What do we Gain with the Digital Twin Technology?
The special digital models, which we call “digital twin”, can be seen as one of the advantages offered by the developments in technology. Under normal conditions, problem detection, studies for productivity enhancement, and decision-making mechanisms were based on real machines, tools, and human data found in the physical environment. While even collecting detailed data on these issues was limited in most of the enterprises, setting the “smart decision-making” process and building data-based methods could mislead enterprises in certain points. Because, unlike an analysis environment where the entire ecosystem can be viewed, the studies were made by using data focused on certain points. The advantage that comes with the digital twin is that the environment and the machine (or even the entire plant) can be moved to a digital environment and data can also be generated in the physical environment and work on different scenarios. Delivering unlimited optimum solutions especially by adding the variable data (weather conditions, exchange rates etc.) to the model and placing these to the top of processes such as production, sales, and planning, creates a high return rate for the enterprises. It is stated that about 500 thousand digital twins are followed in the GE factory in Turkey. In their 2017 predictions, consulting company Gartner, stated that within three to five years, billions of objects will also have a digital twin.
What is Required for Digital Twin Use?
As mentioned in “Product Life Cycle Management” book of Michael Grieves, who is among the first users of the concept of “digital twin” that has been in use since 2001, there are actually three basic factors for building a digital twin model.
The first once for sure, is the device/tool/machine or factory -if we think big- to be twinned in digital environment. Secondly, it is necessary to obtain data that will enable it to move to digital environment.

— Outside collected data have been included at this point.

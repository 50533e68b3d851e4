//! Turns the raw pipe file descriptors `cellbox_sandbox::spawn_isolated` hands
//! back into awaitable stdio. The REPL needs to send/receive many
//! request/response frames across the lifetime of one process, unlike the
//! one-shot executor which only writes stdin once and reads stdout/stderr to
//! EOF — so these pipes are wrapped with `tokio::io::unix::AsyncFd` rather
//! than drained synchronously on a blocking thread.

use std::io;
use std::os::fd::{AsRawFd, OwnedFd};

use nix::fcntl::{fcntl, FcntlArg, OFlag};
use tokio::io::unix::AsyncFd;

fn set_nonblocking(fd: &OwnedFd) -> io::Result<()> {
    let raw = fd.as_raw_fd();
    let current = fcntl(raw, FcntlArg::F_GETFL).map_err(io::Error::from)?;
    let mut flags = OFlag::from_bits_truncate(current);
    flags.insert(OFlag::O_NONBLOCK);
    fcntl(raw, FcntlArg::F_SETFL(flags)).map_err(io::Error::from)?;
    Ok(())
}

pub struct AsyncPipeWriter {
    inner: AsyncFd<OwnedFd>,
}

impl AsyncPipeWriter {
    pub fn new(fd: OwnedFd) -> io::Result<Self> {
        set_nonblocking(&fd)?;
        Ok(Self {
            inner: AsyncFd::new(fd)?,
        })
    }

    pub async fn write_all(&mut self, mut data: &[u8]) -> io::Result<()> {
        while !data.is_empty() {
            let mut guard = self.inner.writable().await?;
            let result = guard.try_io(|inner| {
                let raw = inner.get_ref().as_raw_fd();
                let n =
                    unsafe { libc::write(raw, data.as_ptr() as *const libc::c_void, data.len()) };
                if n < 0 {
                    Err(io::Error::last_os_error())
                } else {
                    Ok(n as usize)
                }
            });
            match result {
                Ok(Ok(n)) => data = &data[n..],
                Ok(Err(e)) => return Err(e),
                Err(_would_block) => continue,
            }
        }
        Ok(())
    }
}

pub struct AsyncPipeReader {
    inner: AsyncFd<OwnedFd>,
}

impl AsyncPipeReader {
    pub fn new(fd: OwnedFd) -> io::Result<Self> {
        set_nonblocking(&fd)?;
        Ok(Self {
            inner: AsyncFd::new(fd)?,
        })
    }

    /// Reads whatever is immediately available (at least one byte, unless
    /// EOF) and appends it to `buf`. Returns the number of bytes read; `0`
    /// means the writer end has closed.
    pub async fn read_some(&mut self, buf: &mut Vec<u8>) -> io::Result<usize> {
        let mut tmp = [0u8; 8192];
        loop {
            let mut guard = self.inner.readable().await?;
            let result = guard.try_io(|inner| {
                let raw = inner.get_ref().as_raw_fd();
                let n = unsafe {
                    libc::read(raw, tmp.as_mut_ptr() as *mut libc::c_void, tmp.len())
                };
                if n < 0 {
                    Err(io::Error::last_os_error())
                } else {
                    Ok(n as usize)
                }
            });
            match result {
                Ok(Ok(n)) => {
                    buf.extend_from_slice(&tmp[..n]);
                    return Ok(n);
                }
                Ok(Err(e)) => return Err(e),
                Err(_would_block) => continue,
            }
        }
    }

    /// Reads until `find_frame` can extract one full frame, returning the
    /// decoded-but-not-yet-parsed body and draining the consumed bytes
    /// (including the delimiter) from the internal carry-over buffer.
    pub async fn read_frame(
        &mut self,
        carry: &mut Vec<u8>,
    ) -> io::Result<Option<Vec<u8>>> {
        loop {
            if let Some((body, consumed)) = cellbox_protocol::repl::find_frame(carry) {
                let body = body.to_vec();
                carry.drain(..consumed);
                return Ok(Some(body));
            }
            if self.read_some(carry).await? == 0 {
                return Ok(None);
            }
        }
    }
}
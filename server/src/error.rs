//! HTTP-layer error mapping (§7: "Response status 4xx only for validation
//! errors ... 503 for sandbox unavailability, 500 for internal orchestrator
//! faults"). A failed or timed-out user execution is never represented
//! here — that is a 200-status `ExecResponse`, handled entirely inside
//! `cellbox_exec::Orchestrator::execute`.

use axum::http::StatusCode;
use axum::response::{IntoResponse, Response};
use axum::Json;
use serde::Serialize;

#[derive(Debug, thiserror::Error)]
pub enum ServerError {
    #[error("{0}")]
    Validation(String),

    #[error("sandbox service unavailable: {0}")]
    SandboxUnavailable(String),

    #[error("state upload rejected: {0}")]
    BadState(String),

    #[error(transparent)]
    Exec(#[from] cellbox_exec::ExecError),

    #[error(transparent)]
    Store(#[from] cellbox_store::StoreError),

    #[error("not found")]
    NotFound,
}

#[derive(Serialize)]
struct ErrorBody {
    error: String,
}

impl IntoResponse for ServerError {
    fn into_response(self) -> Response {
        let status = match &self {
            ServerError::Validation(_) | ServerError::BadState(_) => StatusCode::BAD_REQUEST,
            ServerError::SandboxUnavailable(_) => StatusCode::SERVICE_UNAVAILABLE,
            ServerError::NotFound => StatusCode::NOT_FOUND,
            ServerError::Exec(cellbox_exec::ExecError::Validation(_)) => StatusCode::BAD_REQUEST,
            ServerError::Exec(cellbox_exec::ExecError::SandboxUnavailable(_)) => StatusCode::SERVICE_UNAVAILABLE,
            ServerError::Exec(_) | ServerError::Store(_) => StatusCode::INTERNAL_SERVER_ERROR,
        };
        (status, Json(ErrorBody { error: self.to_string() })).into_response()
    }
}

#[cfg(test)]
mod tests {
    use super::*;

    fn status_of(err: ServerError) -> StatusCode {
        err.into_response().status()
    }

    #[test]
    fn validation_and_bad_state_map_to_bad_request() {
        assert_eq!(status_of(ServerError::Validation("bad".into())), StatusCode::BAD_REQUEST);
        assert_eq!(status_of(ServerError::BadState("bad version byte".into())), StatusCode::BAD_REQUEST);
    }

    #[test]
    fn sandbox_unavailable_maps_to_service_unavailable() {
        assert_eq!(status_of(ServerError::SandboxUnavailable("pool exhausted".into())), StatusCode::SERVICE_UNAVAILABLE);
    }

    #[test]
    fn not_found_maps_to_404() {
        assert_eq!(status_of(ServerError::NotFound), StatusCode::NOT_FOUND);
    }

    #[test]
    fn exec_validation_and_sandbox_unavailable_pass_through_their_status() {
        assert_eq!(
            status_of(ServerError::Exec(cellbox_exec::ExecError::Validation("bad request".into()))),
            StatusCode::BAD_REQUEST
        );
        assert_eq!(
            status_of(ServerError::Exec(cellbox_exec::ExecError::SandboxUnavailable(cellbox_pool::PoolError::NotRunning))),
            StatusCode::SERVICE_UNAVAILABLE
        );
    }

    #[test]
    fn other_exec_and_store_faults_map_to_internal_server_error() {
        assert_eq!(
            status_of(ServerError::Store(cellbox_store::StoreError::Blob("bucket unreachable".into()))),
            StatusCode::INTERNAL_SERVER_ERROR
        );
    }
}
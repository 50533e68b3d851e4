//! Per-language pool statistics (§4.4), mirroring the original `PoolStats`
//! dataclass: hit/miss counters plus a running average acquire time.

use cellbox_protocol::Language;

#[derive(Debug, Clone, Default)]
pub struct PoolStats {
    pub available: usize,
    pub total_acquisitions: u64,
    pub pool_hits: u64,
    pub pool_misses: u64,
    pub created: u64,
    pub destroyed: u64,
    pub avg_acquire_time_ms: f64,
}

impl PoolStats {
    pub(crate) fn record_hit(&mut self, acquire_time_ms: f64) {
        self.total_acquisitions += 1;
        self.pool_hits += 1;
        self.roll_in_acquire_time(acquire_time_ms);
    }

    pub(crate) fn record_miss(&mut self) {
        self.total_acquisitions += 1;
        self.pool_misses += 1;
    }

    fn roll_in_acquire_time(&mut self, acquire_time_ms: f64) {
        if acquire_time_ms <= 0.0 {
            return;
        }
        let n = self.total_acquisitions as f64;
        self.avg_acquire_time_ms = (self.avg_acquire_time_ms * (n - 1.0) + acquire_time_ms) / n;
    }
}

/// A stats snapshot returned by [`crate::sandbox_pool::SandboxPool::stats`],
/// labeled by language since the pool keeps one counter set per language.
#[derive(Debug, Clone)]
pub struct LanguagePoolStats {
    pub language: Language,
    pub stats: PoolStats,
}
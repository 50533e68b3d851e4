//! State storage (§4.5): a hot, TTL-keyed store backed by `HotStore`, and a
//! cold, long-retention blob store backed by `ColdStore`. Hot entries are
//! always base64 text (the wire form clients and the REPL exchange); cold
//! entries are the raw decoded bytes (what actually gets hashed).

use std::sync::Arc;
use std::time::Duration;

use base64::Engine;
use cellbox_protocol::{state::hash16, SessionId};
use tracing::warn;

use crate::cold::ColdStore;
use crate::error::Result;
use crate::hot::HotStore;

#[derive(Debug, Clone)]
pub struct StateStoreConfig {
    pub hot_ttl: Duration,
    pub archival_enabled: bool,
}

impl Default for StateStoreConfig {
    fn default() -> Self {
        Self {
            hot_ttl: Duration::from_secs(2 * 60 * 60),
            archival_enabled: true,
        }
    }
}

pub struct StateStore {
    hot: Arc<dyn HotStore>,
    cold: Arc<dyn ColdStore>,
    config: StateStoreConfig,
}

impl StateStore {
    pub fn new(hot: Arc<dyn HotStore>, cold: Arc<dyn ColdStore>, config: StateStoreConfig) -> Self {
        Self { hot, cold, config }
    }

    /// Decodes `state_b64`, computes `hash16`, and writes both the
    /// session-keyed and hash-keyed hot entries. Returns `(success, hash16)`
    /// per §4.5; a failed secondary write degrades `success` to `false` but
    /// still returns the hash so the caller can log it.
    pub async fn save(&self, session_id: &SessionId, state_b64: &str) -> Result<(bool, String)> {
        let raw = base64::engine::general_purpose::STANDARD
            .decode(state_b64)
            .unwrap_or_default();
        let hash = hash16(&raw);
        let ttl = Some(self.config.hot_ttl);

        let session_key = format!("state:{}", session_id.as_str());
        let hash_key = format!("state:by_hash:{hash}");

        let session_write = self.hot.set(&session_key, state_b64, ttl).await;
        let hash_write = self.hot.set(&hash_key, state_b64, ttl).await;

        if let Err(e) = &session_write {
            warn!(session_id = %session_id, error = %e, "failed to write session-keyed state");
        }
        if let Err(e) = &hash_write {
            warn!(hash16 = %hash, error = %e, "failed to write hash-keyed state");
        }

        Ok((session_write.is_ok() && hash_write.is_ok(), hash))
    }

    /// A client-uploaded state blob (§3 `state:upload_marker:<session_id>`):
    /// writes the session- and hash-keyed hot entries exactly like `save`,
    /// then sets the marker so the *next* execution on this session prefers
    /// this blob over whatever is already in `state:<session_id>` (the
    /// marker is cleared after that one use by `load_for_session`).
    pub async fn upload(&self, session_id: &SessionId, state_b64: &str) -> Result<String> {
        let (_, hash) = self.save(session_id, state_b64).await?;
        let marker_key = format!("state:upload_marker:{}", session_id.as_str());
        self.hot.set(&marker_key, "1", Some(self.config.hot_ttl)).await?;
        Ok(hash)
    }

    /// Priority: upload marker (clears after use) → hot session key → cold
    /// archive (written back to hot on hit) (§4.5).
    pub async fn load_for_session(&self, session_id: &SessionId) -> Result<Option<String>> {
        let session_key = format!("state:{}", session_id.as_str());
        let marker_key = format!("state:upload_marker:{}", session_id.as_str());

        if self.hot.exists(&marker_key).await? {
            let value = self.hot.get(&session_key).await?;
            self.hot.delete(&marker_key).await?;
            return Ok(value);
        }

        if let Some(value) = self.hot.get(&session_key).await? {
            return Ok(Some(value));
        }

        if !self.config.archival_enabled {
            return Ok(None);
        }

        self.restore_state(session_id).await
    }

    pub async fn load_by_hash(&self, hash16: &str) -> Result<Option<String>> {
        let hash_key = format!("state:by_hash:{hash16}");
        if let Some(value) = self.hot.get(&hash_key).await? {
            return Ok(Some(value));
        }
        if !self.config.archival_enabled {
            return Ok(None);
        }
        let cold_key = format!("states/by_hash/{hash16}.dat");
        match self.cold.get(&cold_key).await? {
            Some(raw) => Ok(Some(base64::engine::general_purpose::STANDARD.encode(raw))),
            None => Ok(None),
        }
    }

    /// Called by the external cleanup/archival collaborator once a
    /// session's hot entry has gone idle past the archive threshold.
    pub async fn archive_state(&self, session_id: &SessionId, state_b64: &str) -> Result<()> {
        let raw = base64::engine::general_purpose::STANDARD
            .decode(state_b64)
            .unwrap_or_default();
        let cold_key = format!("states/{}/state.dat", session_id.as_str());
        self.cold.put(&cold_key, raw.into()).await
    }

    /// Reads the cold archive for a session and writes it back to hot so
    /// the next execution is fast, returning the base64 form either way.
    pub async fn restore_state(&self, session_id: &SessionId) -> Result<Option<String>> {
        let cold_key = format!("states/{}/state.dat", session_id.as_str());
        let Some(raw) = self.cold.get(&cold_key).await? else {
            return Ok(None);
        };
        let encoded = base64::engine::general_purpose::STANDARD.encode(&raw);
        let session_key = format!("state:{}", session_id.as_str());
        self.hot.set(&session_key, &encoded, Some(self.config.hot_ttl)).await?;
        Ok(Some(encoded))
    }
}

#[cfg(test)]
mod tests {
    use super::*;
    use crate::cold::InMemoryColdStore;
    use crate::hot::InMemoryHotStore;

    fn store() -> StateStore {
        StateStore::new(
            Arc::new(InMemoryHotStore::new()),
            Arc::new(InMemoryColdStore::new()),
            StateStoreConfig::default(),
        )
    }

    #[tokio::test]
    async fn save_then_load_for_session_round_trips() {
        let store = store();
        let session = SessionId::new();
        let payload = base64::engine::general_purpose::STANDARD.encode(b"hello state");

        let (success, hash) = store.save(&session, &payload).await.unwrap();
        assert!(success);
        assert_eq!(hash.len(), 16);

        let loaded = store.load_for_session(&session).await.unwrap();
        assert_eq!(loaded.as_deref(), Some(payload.as_str()));
    }

    #[tokio::test]
    async fn load_by_hash_finds_content_addressed_state() {
        let store = store();
        let session = SessionId::new();
        let payload = base64::engine::general_purpose::STANDARD.encode(b"content addressed");
        let (_, hash) = store.save(&session, &payload).await.unwrap();

        let loaded = store.load_by_hash(&hash).await.unwrap();
        assert_eq!(loaded.as_deref(), Some(payload.as_str()));
    }

    #[tokio::test]
    async fn upload_marker_takes_precedence_exactly_once() {
        let store = store();
        let session = SessionId::new();
        let payload = base64::engine::general_purpose::STANDARD.encode(b"uploaded blob");
        store.save(&session, &payload).await.unwrap();
        store
            .hot
            .set(&format!("state:upload_marker:{}", session.as_str()), "1", None)
            .await
            .unwrap();

        let first = store.load_for_session(&session).await.unwrap();
        assert_eq!(first.as_deref(), Some(payload.as_str()));
        assert!(!store.hot.exists(&format!("state:upload_marker:{}", session.as_str())).await.unwrap());
    }

    #[tokio::test]
    async fn upload_sets_the_marker_so_the_next_load_prefers_it() {
        let store = store();
        let session = SessionId::new();
        let stale = base64::engine::general_purpose::STANDARD.encode(b"stale");
        let uploaded = base64::engine::general_purpose::STANDARD.encode(b"freshly uploaded");
        store.save(&session, &stale).await.unwrap();

        store.upload(&session, &uploaded).await.unwrap();

        let loaded = store.load_for_session(&session).await.unwrap();
        assert_eq!(loaded.as_deref(), Some(uploaded.as_str()));
        // Marker is single-use: a second load falls back to the session key.
        let second = store.load_for_session(&session).await.unwrap();
        assert_eq!(second.as_deref(), Some(uploaded.as_str()));
    }

    #[tokio::test]
    async fn cold_archive_is_read_and_written_back_to_hot() {
        let store = store();
        let session = SessionId::new();
        let payload = base64::engine::general_purpose::STANDARD.encode(b"archived state");
        store.archive_state(&session, &payload).await.unwrap();

        let loaded = store.load_for_session(&session).await.unwrap();
        assert_eq!(loaded.as_deref(), Some(payload.as_str()));

        let refreshed_hot = store.hot.get(&format!("state:{}", session.as_str())).await.unwrap();
        assert_eq!(refreshed_hot.as_deref(), Some(payload.as_str()));
    }
}
use std::path::PathBuf;

/// Mirrors the teacher's narrow, `#[from]`-driven error enums (`core/src/error.rs`):
/// one variant per distinct failure kind a caller might branch on, everything
/// else folded through `#[from]`.
#[derive(Debug, thiserror::Error)]
pub enum SandboxError {
    #[error("failed to create sandbox directory {path}: {source}")]
    CreateDir {
        path: PathBuf,
        #[source]
        source: std::io::Error,
    },

    #[error("failed to remove sandbox directory {path}: {source}")]
    RemoveDir {
        path: PathBuf,
        #[source]
        source: std::io::Error,
    },

    #[error("failed to write {path}: {source}")]
    WriteFile {
        path: PathBuf,
        #[source]
        source: std::io::Error,
    },

    #[error("failed to read {path}: {source}")]
    ReadFile {
        path: PathBuf,
        #[source]
        source: std::io::Error,
    },

    #[error("namespace setup failed: {0}")]
    Namespace(String),

    #[error("mount failed for {target}: {source}")]
    Mount {
        target: PathBuf,
        #[source]
        source: nix::Error,
    },

    #[error("chroot/chown/exec step failed: {0}")]
    Isolation(String),

    #[error("command spawn failed: {0}")]
    Spawn(#[from] std::io::Error),

    #[error("command exceeded its timeout and was killed")]
    Timeout,

    #[error("child join failed: {0}")]
    Join(#[from] tokio::task::JoinError),
}

pub type Result<T> = std::result::Result<T, SandboxError>;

If we want to move the physical environment to digital platform, some points should be put into Mathematics and some data should be translated into computer language of 1’s and 0’s. At this point, sensors lend a hand. The data from the sensors are combined with pre-generated data or with the data already been transferred to digital environment due to integration with several systems, and they get ready for digital modeling.
In order to be able to build the digital twin model, the last step is creating a twin in the digital environment. At this stage, rising methods in computer science such as simulation, prediction, and artificial intelligence come into play. While the digital twin, which is constantly in communication with the physical twin, processes the data and produces results in different scenarios, does not miss any real data that can come from the physical environment, and if necessary, updates its own work based on the new real information.
Although digital twin modeling provides many benefits in important points such as pre-detection of problems, efficiency improvement, and production planning in the most profitable way, if it is only a perfunctory project, it becomes a profitless investment.
Some Errancies of Enterprises Before or During Implementation:
Assuming the implementation is manageable with existing human resources:
For sure, the companies that can acquire knowledgeable staff who can recognize, implement, and manage these new technologies are ahead of the game. If the company does not have employees with this qualification, first, they may prefer to overcome the problem with education; but at some point consultants can be outsourced or new resources can be procured for the team.
Limiting the application to operational contribution:
Although companies, which approach to digital twin concept with this perspective, have a negative effect in practice, as they cannot make use of full potential, they consent to less than they can get. The product/service development processes should be handled through different scenarios on the digital twin, and result of digital twin implementations of different systems should be sent.
Collected data for implementation does not cover the entire loop:
This can be challenging in some projects, which are generally unplanned or limited due to lack of investment. At this point, if the entire loop is not followed in the digital environment, using the values in real world and obtaining correct results becomes more difficult.